ペットもかかる?心の病(犬編)
物を壊す、変った行動をとる・・・など、愛犬が不振な行動をとる事があります。そうした行動は、単にその子の性格が原因である場合もありますが、心の病気が原因であることもあります。ペットも人間と同様に、“心の病気”にかかることがある事を理解することが、そうした困った行動の改善に繋がります。
常同症(じょうどうしょう)
症状:意味のない行動をくり返す
自分の尻尾を追いかけてグルグルまわったり、何もいないところに飛びかかってみたりするなど、意味のない行動を繰り返し、飼い主の静止に従いません。また、足先などを舐め続けて皮膚に炎症を起こしたり、足や尻尾を噛むなどの自傷行為を繰り返すこともあります。
原因:飼育環境の変化によるストレス
はっきりとした原因はわかっていませんが、飼育環境の変化によるストレスが原因の1つだと考えられています。長時間の留守番時などに偶然やった行為にハマってしまい、くせになってしまうといった事もあるようです。
治療:抗うつ薬を用いる
抗うつ薬(セロトニン調節薬など)を投与することで、症状を抑えることができます。しかしながら、原因が心であることから、根本的な治療にはなりません。
予防:ストレスを解消してやる
狭いところに長時間閉じ込めたり、長時間留守番させるといった行為は、愛犬にストレスを与える要因になります。運動を十分にさせたり、スキンシップを図るなど、愛犬のストレスを解消する、ストレスを溜めさせないといった工夫が必要です。
なお、ストレスの原因は犬それぞれです。
・飼い主の過干渉
・長時間の留守番
・工事現場の騒音
・ノミやダニの寄生
・やきもち
などを要因としてストレスを感じる場合もあるようです。
分離不安症(ぶんりふあんしょう)
症状:飼い主が留守中に部屋の中をあらすなどの問題行動を起こす
普段はおりこうにしているのに、一人で留守番させると、部屋の中を荒らす、家具を壊す、そそうする、などの問題行動を起こします。

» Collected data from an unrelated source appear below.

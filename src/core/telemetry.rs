use tracing_subscriber::{fmt, EnvFilter};

use crate::core::config::Settings;

pub(crate) fn init_tracing(settings: &Settings) -> anyhow::Result<()> {
    let filter = default_filter(&settings.telemetry().log_level);
    let builder = fmt()
        .with_env_filter(filter)
        .with_target(false)
        .with_span_events(fmt::format::FmtSpan::CLOSE);

    let result = if settings.telemetry().json {
        builder.json().try_init()
    } else {
        builder.try_init()
    };

    result.map_err(|err| anyhow::anyhow!(err.to_string()))
}

// RUST_LOG takes precedence over the configured level.
fn default_filter(log_level: &str) -> EnvFilter {
    EnvFilter::try_from_default_env().unwrap_or_else(|_| EnvFilter::new(log_level))
}
use crate::api::errors::ApiError;

/// Parses an `{id}` path segment. Anything that is not a base-10 `i32`
/// (including surrounding whitespace or overflow) is rejected.
pub(crate) fn parse_item_id(raw: &str) -> Result<i32, ApiError> {
    raw.parse::<i32>().map_err(|_| ApiError::invalid_id())
}
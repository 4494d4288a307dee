use std::sync::Arc;

use crate::core::config::Settings;
use crate::repositories::items::ItemStore;

#[derive(Clone)]
pub(crate) struct AppState {
    inner: Arc<InnerState>,
}

struct InnerState {
    settings: Settings,
    items: ItemStore,
}

impl AppState {
    pub(crate) fn new(settings: Settings, items: ItemStore) -> Self {
        Self { inner: Arc::new(InnerState { settings, items }) }
    }

    pub(crate) fn settings(&self) -> &Settings {
        &self.inner.settings
    }

    pub(crate) fn items(&self) -> &ItemStore {
        &self.inner.items
    }
}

また、視認により認められる行動の他、飼い主が留守の間だけ吠えている、体を震わせている、といった、その場に居ないと気付かないような問題行動を行う場合もあります。
原因:飼い主の不在に強い不安を感じる
屋内飼育の、いわゆる座敷犬が増えたことから、飼い主と一緒に過ごす時間が長くなる傾向にあります。こうした実状から、飼い主と犬との関係が密接になり過ぎ、飼い主が外出するだけで不安になり、“置いて行かれた”、“もう帰って来ないかも”といった強い不安を感じるようになるそうです。そして、こうしたストレスから、身体的に奇妙な反応が出たり、異常な行動を起こしたりするのです。

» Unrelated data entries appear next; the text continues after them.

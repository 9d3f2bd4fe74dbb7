//! `OpenAI`-compatible chat-completions provider (`OpenAI`, Groq)

use super::models::ModelDef;
use super::types::{LlmRequest, LlmResponse, Usage};
use super::{LlmError, LlmService};
use async_trait::async_trait;
use reqwest::Client;
use serde::{Deserialize, Serialize};
use std::time::Duration;

/// OpenAI-compatible service implementation
pub struct OpenAIService {
    client: Client,
    api_key: String,
    api_name: String,
    endpoint: String,
    model_id: String,
}

impl OpenAIService {
    pub fn new(
        api_key: String,
        model: &ModelDef,
        gateway: Option<&str>,
        timeout: Duration,
    ) -> Result<Self, LlmError> {
        let client = Client::builder()
            .timeout(timeout)
            .build()
            .map_err(|e| LlmError::unknown(format!("Failed to create HTTP client: {e}")))?;

        Ok(Self {
            client,
            api_key,
            api_name: model.api_name.to_string(),
            endpoint: model.provider.endpoint(gateway),
            model_id: model.id.to_string(),
        })
    }

    fn translate_request(&self, request: &LlmRequest) -> OpenAIRequest {
        OpenAIRequest {
            model: self.api_name.clone(),
            messages: vec![OpenAIMessage {
                role: "user".to_string(),
                content: Some(request.prompt.clone()),
            }],
            temperature: request.temperature,
            max_tokens: request.max_tokens,
            stream: false,
        }
    }

    fn normalize_response(resp: OpenAIResponse) -> Result<LlmResponse, LlmError> {
        // Some compatible providers report errors with a 200 status
        if let Some(error) = resp.error {
            return Err(LlmError::unknown(error.message));
        }

        let choice = resp
            .choices
            .into_iter()
            .next()
            .ok_or_else(|| LlmError::unknown("No choices in response"))?;

        let usage = resp.usage.map_or_else(Usage::default, |u| Usage {
            input_tokens: u64::from(u.prompt_tokens),
            output_tokens: u64::from(u.completion_tokens),
        });

        Ok(LlmResponse {
            text: choice.message.content.unwrap_or_default(),
            usage,
        })
    }
}

/// Map a non-success HTTP status and its body to a classified error.
///
/// The provider's own message is kept verbatim; the status only picks the kind.
fn classify_http_error(status: reqwest::StatusCode, body: &str) -> LlmError {
    if let Ok(error_resp) = serde_json::from_str::<OpenAIErrorResponse>(body) {
        let message = error_resp.error.message;
        return match status.as_u16() {
            401 | 403 => LlmError::auth(message),
            429 => LlmError::rate_limit(message),
            400 => LlmError::invalid_request(message),
            500..=599 => LlmError::server_error(message),
            _ => LlmError::unknown(message),
        };
    }
    LlmError::unknown(format!("HTTP {status} error: {body}"))
}

#[async_trait]
impl LlmService for OpenAIService {
    async fn complete(&self, request: &LlmRequest) -> Result<LlmResponse, LlmError> {
        let openai_request = self.translate_request(request);

        let response = self
            .client
            .post(&self.endpoint)
            .header("Authorization", format!("Bearer {}", self.api_key))
            .header("Content-Type", "application/json")
            .json(&openai_request)
            .send()
            .await
            .map_err(|e| {
                if e.is_timeout() {
                    LlmError::network(format!("Request timeout: {e}"))
                } else if e.is_connect() {
                    LlmError::network(format!("Connection failed: {e}"))
                } else {
                    LlmError::network(format!("Request failed: {e}"))
                }
            })?;

        let status = response.status();
        let body = response
            .text()
            .await
            .map_err(|e| LlmError::network(format!("Failed to read response: {e}")))?;

        if !status.is_success() {
            return Err(classify_http_error(status, &body));
        }

        let openai_response: OpenAIResponse = serde_json::from_str(&body).map_err(|e| {
            LlmError::unknown(format!("Failed to parse response: {e} - body: {body}"))
        })?;

        Self::normalize_response(openai_response)
    }

    fn model_id(&self) -> &str {
        &self.model_id
    }
}

// OpenAI API types

#[derive(Debug, Serialize)]
struct OpenAIRequest {
    model: String,
    messages: Vec<OpenAIMessage>,
    #[serde(skip_serializing_if = "Option::is_none")]
    temperature: Option<f32>,
    #[serde(skip_serializing_if = "Option::is_none")]
    max_tokens: Option<u32>,
    stream: bool,
}

#[derive(Debug, Serialize, Deserialize)]
struct OpenAIMessage {
    role: String,
    #[serde(skip_serializing_if = "Option::is_none")]
    content: Option<String>,
}

#[derive(Debug, Deserialize)]
struct OpenAIResponse {
    #[serde(default)]
    choices: Vec<OpenAIChoice>,
    #[serde(default)]
    usage: Option<OpenAIUsage>,
    #[serde(default)]
    error: Option<OpenAIError>,
}

#[derive(Debug, Deserialize)]
struct OpenAIChoice {
    message: OpenAIMessage,
}

#[derive(Debug, Deserialize)]
#[allow(clippy::struct_field_names)]
struct OpenAIUsage {
    prompt_tokens: u32,
    completion_tokens: u32,
}

#[derive(Debug, Deserialize)]
struct OpenAIErrorResponse {
    error: OpenAIError,
}

#[derive(Debug, Deserialize)]
struct OpenAIError {
    message: String,
}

なお、当然に、犬の性格も影響しており、さびしがり屋や甘えん坊の犬がなりやすい傾向にあるようです。
治療:行動療法で不在に慣れさせる
治療の基本は、行動療法です。行動治療とは、特定の命令や行動の反復により、飼い主との信頼関係の構築や、不安材料の除去を図るというもので、飼い主の留守を不安に感じるような子の場合、犬に「飼い主は必ず帰ってくる」というような安心感を与えるという事が重要で、こうした気持ちを覚えさせることで、留守番に慣れさせるようにします。
また、行動療法と併用して、薬物療法を行うこともあります。分離不安症はすぐには治りませんが、行動療法などを根気よく続けていくことで、次第に改善します。
予防:自立心を芽生えさせる
予防のためには、自立新を育むことが大切です。子犬のころから常にベッタリでは無く、飼い主と犬がそれぞれに過ごす時間を持つようにすると良いでしょう。

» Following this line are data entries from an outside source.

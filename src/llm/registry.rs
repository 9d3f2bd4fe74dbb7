//! Model registry for managing available LLM providers

use super::models::ModelDef;
use super::{all_models, LlmService, LoggingService, OpenAIService, Provider};
use std::collections::HashMap;
use std::sync::Arc;
use std::time::Duration;

/// Model used when nothing else is configured
pub const DEFAULT_MODEL: &str = "llama3-70b-8192";

/// Client-side HTTP timeout when none is configured
const DEFAULT_HTTP_TIMEOUT: Duration = Duration::from_secs(60);

/// Configuration for LLM providers
#[derive(Debug, Clone)]
pub struct LlmConfig {
    pub groq_api_key: Option<String>,
    pub openai_api_key: Option<String>,
    /// OpenAI-compatible gateway base URL; the gateway handles authentication
    pub gateway: Option<String>,
    /// Default model ID
    pub default_model: Option<String>,
    pub request_timeout: Duration,
}

impl Default for LlmConfig {
    fn default() -> Self {
        Self {
            groq_api_key: None,
            openai_api_key: None,
            gateway: None,
            default_model: None,
            request_timeout: DEFAULT_HTTP_TIMEOUT,
        }
    }
}

impl LlmConfig {
    pub fn from_env() -> Self {
        Self::from_lookup(|key| std::env::var(key).ok())
    }

    /// Build from an arbitrary key lookup (the environment in production)
    pub fn from_lookup(lookup: impl Fn(&str) -> Option<String>) -> Self {
        Self {
            groq_api_key: lookup(Provider::Groq.api_key_env_var()),
            openai_api_key: lookup(Provider::OpenAI.api_key_env_var()),
            gateway: lookup("LLM_GATEWAY"),
            default_model: lookup("DEFAULT_MODEL"),
            request_timeout: lookup("AGENT_REQUEST_TIMEOUT_SECS")
                .and_then(|s| s.parse().ok())
                .map_or(DEFAULT_HTTP_TIMEOUT, Duration::from_secs),
        }
    }
}

/// Registry of available LLM models
pub struct ModelRegistry {
    services: HashMap<String, Arc<dyn LlmService>>,
    default_model: String,
}

impl ModelRegistry {
    /// Create an empty registry for testing purposes
    #[cfg(test)]
    pub fn new_empty() -> Self {
        Self {
            services: HashMap::new(),
            default_model: "test-model".to_string(),
        }
    }

    pub fn new(config: &LlmConfig) -> Self {
        let mut services: HashMap<String, Arc<dyn LlmService>> = HashMap::new();

        for model_def in all_models() {
            if let Some(service) = Self::try_create_model(model_def, config) {
                services.insert(model_def.id.to_string(), service);
            }
        }

        let default_model = config
            .default_model
            .clone()
            .or_else(|| {
                if services.contains_key(DEFAULT_MODEL) {
                    Some(DEFAULT_MODEL.to_string())
                } else {
                    // Fall back to first available model
                    let mut ids: Vec<_> = services.keys().cloned().collect();
                    ids.sort();
                    ids.into_iter().next()
                }
            })
            .unwrap_or_else(|| DEFAULT_MODEL.to_string());

        Self {
            services,
            default_model,
        }
    }

    /// Try to create a model service, validating prerequisites
    fn try_create_model(model_def: &ModelDef, config: &LlmConfig) -> Option<Arc<dyn LlmService>> {
        // In gateway mode the gateway handles the actual authentication
        let api_key = if config.gateway.is_some() {
            "implicit".to_string()
        } else {
            match model_def.provider {
                Provider::Groq => config.groq_api_key.as_ref()?,
                Provider::OpenAI => config.openai_api_key.as_ref()?,
            }
            .clone()
        };

        if config.gateway.is_none() && api_key.is_empty() {
            return None;
        }

        match OpenAIService::new(
            api_key,
            model_def,
            config.gateway.as_deref(),
            config.request_timeout,
        ) {
            Ok(service) => Some(Arc::new(LoggingService::new(Arc::new(service)))),
            Err(e) => {
                tracing::warn!(model = model_def.id, error = %e, "Skipping model");
                None
            }
        }
    }

    /// Get a model by ID
    pub fn get(&self, model_id: &str) -> Option<Arc<dyn LlmService>> {
        self.services.get(model_id).cloned()
    }

    /// Get the default model
    pub fn default(&self) -> Option<Arc<dyn LlmService>> {
        self.get(&self.default_model)
    }

    pub fn default_model_id(&self) -> &str {
        &self.default_model
    }

    /// List all available model IDs
    pub fn available_models(&self) -> Vec<String> {
        let mut models: Vec<_> = self.services.keys().cloned().collect();
        models.sort();
        models
    }

    /// Get detailed information about available models
    pub fn available_model_info(&self) -> Vec<crate::api::ModelInfo> {
        all_models()
            .iter()
            .filter(|def| self.services.contains_key(def.id))
            .map(|def| crate::api::ModelInfo {
                id: def.id.to_string(),
                provider: def.provider.display_name().to_string(),
                description: def.description.to_string(),
            })
            .collect()
    }

    pub fn has_models(&self) -> bool {
        !self.services.is_empty()
    }
}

飼い主の外出に慣らす、帰宅後にさりげなく過ごすなどといった事も、改善の方法の1つになるでしょう。
飼い主の外出に慣れさせるには、出かける時はさりげなく、長時間ではなく、数分間したら戻るなどを繰り返し、出かけるという行為に過敏にならないようにすると共に、飼い主が戻ってくる事を愛犬に覚えさせるようにするのが重要です。
帰宅後にさりげなく過ごすというのは、やはり過敏な反応を抑制するという意図です。例えば、すぐに相手にせず、飼い主側も過剰な反応をしないことを心がけるのが良いでしょう。そそうや物を壊していても、怒らないようにしましょう。分離不安症時には、その行動で気を引けると思うと逆に癖になり、飼い主が出かける度に同じ行動をとるようになる場合があります。